━━ Supplied data ━━

//! Row-level structural and referential rules.

use std::collections::{HashMap, HashSet};

use crate::rows::{ImportRow, ParsedWorkbook, PositionRow, COL_REPORTS_TO};
use crate::types::{EntityKind, ExistingKeys};

use super::finding::{FindingKind, ValidationFinding};

// ---------------------------------------------------------------------------
// Duplicates
// ---------------------------------------------------------------------------

/// Flag every repeat of a code after its first occurrence.
///
/// The first row with a given code wins; each later row gets one blocking
/// finding pointing back at that first row. Empty codes are left to
/// [`validate_required_fields`].
pub fn validate_duplicate_codes<R: ImportRow>(rows: &[R]) -> Vec<ValidationFinding> {
    let mut first_seen: HashMap<&str, usize> = HashMap::new();
    let mut findings = Vec::new();

    for row in rows {
        let code = row.code();
        if code.is_empty() {
            continue;
        }
        match first_seen.get(code) {
            Some(&first_row) => findings.push(
                ValidationFinding::error(
                    FindingKind::DuplicateCode,
                    R::ENTITY,
                    row.source_row(),
                    format!("Duplicate code '{code}' (first used in row {first_row})"),
                )
                .with_column(R::CODE_COLUMN)
                .with_field("code")
                .with_value(code)
                .with_affected_keys(vec![code.to_string()]),
            ),
            None => {
                first_seen.insert(code, row.source_row());
            }
        }
    }

    findings
}

// ---------------------------------------------------------------------------
// Required fields
// ---------------------------------------------------------------------------

/// Check non-empty required fields and JSON-parseable free-form fields.
pub fn validate_required_fields<R: ImportRow>(rows: &[R]) -> Vec<ValidationFinding> {
    let mut findings = Vec::new();

    for row in rows {
        for field in row.required_fields() {
            if field.value.map_or(true, |v| v.trim().is_empty()) {
                findings.push(
                    ValidationFinding::error(
                        FindingKind::MissingField,
                        R::ENTITY,
                        row.source_row(),
                        format!("{} is required", field.column),
                    )
                    .with_column(field.column)
                    .with_field(field.field),
                );
            }
        }

        for field in row.json_fields() {
            let Some(text) = field.value else {
                continue;
            };
            if let Err(e) = serde_json::from_str::<serde_json::Value>(text) {
                findings.push(
                    ValidationFinding::error(
                        FindingKind::InvalidJson,
                        R::ENTITY,
                        row.source_row(),
                        format!("{} is not valid JSON: {e}", field.column),
                    )
                    .with_column(field.column)
                    .with_field(field.field)
                    .with_value(text),
                );
            }
        }
    }

    findings
}

// ---------------------------------------------------------------------------
// References
// ---------------------------------------------------------------------------

/// Every code a reference may legally point at: in-file codes plus codes
/// already persisted by the remote service.
#[derive(Debug)]
pub struct ReferenceIndex<'a> {
    departments: HashSet<&'a str>,
    positions: HashSet<&'a str>,
    existing: &'a ExistingKeys,
}

impl<'a> ReferenceIndex<'a> {
    pub fn new(workbook: &'a ParsedWorkbook, existing: &'a ExistingKeys) -> Self {
        Self {
            departments: codes(&workbook.departments),
            positions: codes(&workbook.positions),
            existing,
        }
    }

    pub fn contains(&self, entity: EntityKind, key: &str) -> bool {
        let in_file = match entity {
            EntityKind::Department => &self.departments,
            EntityKind::Position => &self.positions,
        };
        in_file.contains(key) || self.existing.for_entity(entity).contains(key)
    }
}

fn codes<R: ImportRow>(rows: &[R]) -> HashSet<&str> {
    rows.iter()
        .map(|r| r.code())
        .filter(|c| !c.is_empty())
        .collect()
}

/// Every non-null reference must resolve to an in-file or persisted code.
pub fn validate_references<R: ImportRow>(
    rows: &[R],
    index: &ReferenceIndex<'_>,
) -> Vec<ValidationFinding> {
    let mut findings = Vec::new();

    for row in rows {
        for reference in row.references() {
            if index.contains(reference.target, reference.key) {
                continue;
            }
            findings.push(
                ValidationFinding::error(
                    FindingKind::MissingReference,
                    R::ENTITY,
                    row.source_row(),
                    format!(
                        "{} '{}' does not match any {} in the file or already saved",
                        reference.column,
                        reference.key,
                        reference.target.as_str()
                    ),
                )
                .with_column(reference.column)
                .with_field(reference.field)
                .with_value(reference.key)
                .with_affected_keys(vec![reference.key.to_string()]),
            );
        }
    }

    findings
}

/// Warn when a position reports to a position marked inactive in the file.
pub fn validate_inactive_reports_to(rows: &[PositionRow]) -> Vec<ValidationFinding> {
    let mut active: HashMap<&str, bool> = HashMap::new();
    for row in rows {
        active.entry(row.code.as_str()).or_insert(row.is_active);
    }

    rows.iter()
        .filter_map(|row| {
            let target = row.reports_to_code.as_deref()?;
            if target == row.code || active.get(target).copied().unwrap_or(true) {
                return None;
            }
            Some(
                ValidationFinding::warning(
                    FindingKind::InactiveReference,
                    EntityKind::Position,
                    row.source_row,
                    format!("Position reports to '{target}', which is inactive"),
                )
                .with_column(COL_REPORTS_TO)
                .with_field("reports_to_code")
                .with_value(target)
                .with_affected_keys(vec![target.to_string()]),
            )
        })
        .collect()
}

#[cfg(test)]
mod tests {
    use super::*;
    use crate::rows::DepartmentRow;

    fn dept(code: &str, parent: Option<&str>, row: usize) -> DepartmentRow {
        DepartmentRow {
            code: code.to_string(),
            name: format!("Dept {code}"),
            parent_code: parent.map(str::to_string),
            metadata: None,
            source_row: row,
        }
    }

    fn pos(code: &str, reports_to: Option<&str>, active: bool, row: usize) -> PositionRow {
        PositionRow {
            code: code.to_string(),
            title: "Title".to_string(),
            dept_code: "D".to_string(),
            reports_to_code: reports_to.map(str::to_string),
            is_manager: false,
            is_active: active,
            incumbents_count: 0,
            source_row: row,
        }
    }

    // -- validate_duplicate_codes ---------------------------------------------

    #[test]
    fn duplicate_points_back_to_first_row() {
        let rows = vec![dept("D1", None, 1), dept("D1", None, 2)];
        let findings = validate_duplicate_codes(&rows);

        assert_eq!(findings.len(), 1);
        assert_eq!(findings[0].kind, FindingKind::DuplicateCode);
        assert_eq!(findings[0].row, 2);
        assert!(findings[0].message.contains("row 1"));
    }

    #[test]
    fn every_later_occurrence_is_flagged() {
        let rows = vec![dept("D1", None, 1), dept("D1", None, 2), dept("D1", None, 5)];
        let findings = validate_duplicate_codes(&rows);
        let rows: Vec<usize> = findings.iter().map(|f| f.row).collect();
        assert_eq!(rows, vec![2, 5]);
        assert!(findings.iter().all(|f| f.message.contains("row 1")));
    }

    #[test]
    fn codes_are_case_sensitive() {
        let rows = vec![dept("d1", None, 1), dept("D1", None, 2)];
        assert!(validate_duplicate_codes(&rows).is_empty());
    }

    // -- validate_required_fields ---------------------------------------------

    #[test]
    fn empty_required_fields_are_reported() {
        let mut row = dept("", None, 3);
        row.name = "  ".to_string();
        let findings = validate_required_fields(&[row]);

        assert_eq!(findings.len(), 2);
        assert!(findings.iter().all(|f| f.kind == FindingKind::MissingField));
        assert_eq!(findings[0].column.as_deref(), Some("dept_code"));
    }

    #[test]
    fn invalid_metadata_json_is_reported() {
        let mut good = dept("A", None, 1);
        good.metadata = Some("{\"floor\": 3}".to_string());
        let mut bad = dept("B", None, 2);
        bad.metadata = Some("{floor: 3".to_string());

        let findings = validate_required_fields(&[good, bad]);
        assert_eq!(findings.len(), 1);
        assert_eq!(findings[0].kind, FindingKind::InvalidJson);
        assert_eq!(findings[0].row, 2);
    }

    // -- validate_references --------------------------------------------------

    #[test]
    fn dangling_parent_is_reported() {
        let workbook = ParsedWorkbook {
            departments: vec![dept("A", None, 1), dept("B", Some("Z"), 2)],
            ..Default::default()
        };
        let existing = ExistingKeys::default();
        let index = ReferenceIndex::new(&workbook, &existing);
        let findings = validate_references(&workbook.departments, &index);

        assert_eq!(findings.len(), 1);
        assert_eq!(findings[0].kind, FindingKind::MissingReference);
        assert_eq!(findings[0].affected_keys, vec!["Z".to_string()]);
        assert!(findings[0].is_blocking());
    }

    #[test]
    fn persisted_codes_resolve_references() {
        let workbook = ParsedWorkbook {
            departments: vec![dept("B", Some("Z"), 1)],
            ..Default::default()
        };
        let existing = ExistingKeys::new(["Z".to_string()].into_iter().collect(), HashSet::new());
        let index = ReferenceIndex::new(&workbook, &existing);
        assert!(validate_references(&workbook.departments, &index).is_empty());
    }

    #[test]
    fn position_department_must_exist() {
        let workbook = ParsedWorkbook {
            departments: vec![dept("ENG", None, 1)],
            positions: vec![pos("P1", None, true, 1)],
            ..Default::default()
        };
        let existing = ExistingKeys::default();
        let index = ReferenceIndex::new(&workbook, &existing);
        let findings = validate_references(&workbook.positions, &index);

        assert_eq!(findings.len(), 1);
        assert_eq!(findings[0].column.as_deref(), Some("dept_code"));
    }

    // -- validate_inactive_reports_to -----------------------------------------

    #[test]
    fn reporting_to_inactive_position_warns() {
        let rows = vec![pos("BOSS", None, false, 1), pos("DEV", Some("BOSS"), true, 2)];
        let findings = validate_inactive_reports_to(&rows);

        assert_eq!(findings.len(), 1);
        assert_eq!(findings[0].row, 2);
        assert!(!findings[0].is_blocking());
    }
}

━━━

> [Task to carry out]
A bare number is expected: how many lines above contain the word "usize"?

> [Written response]
4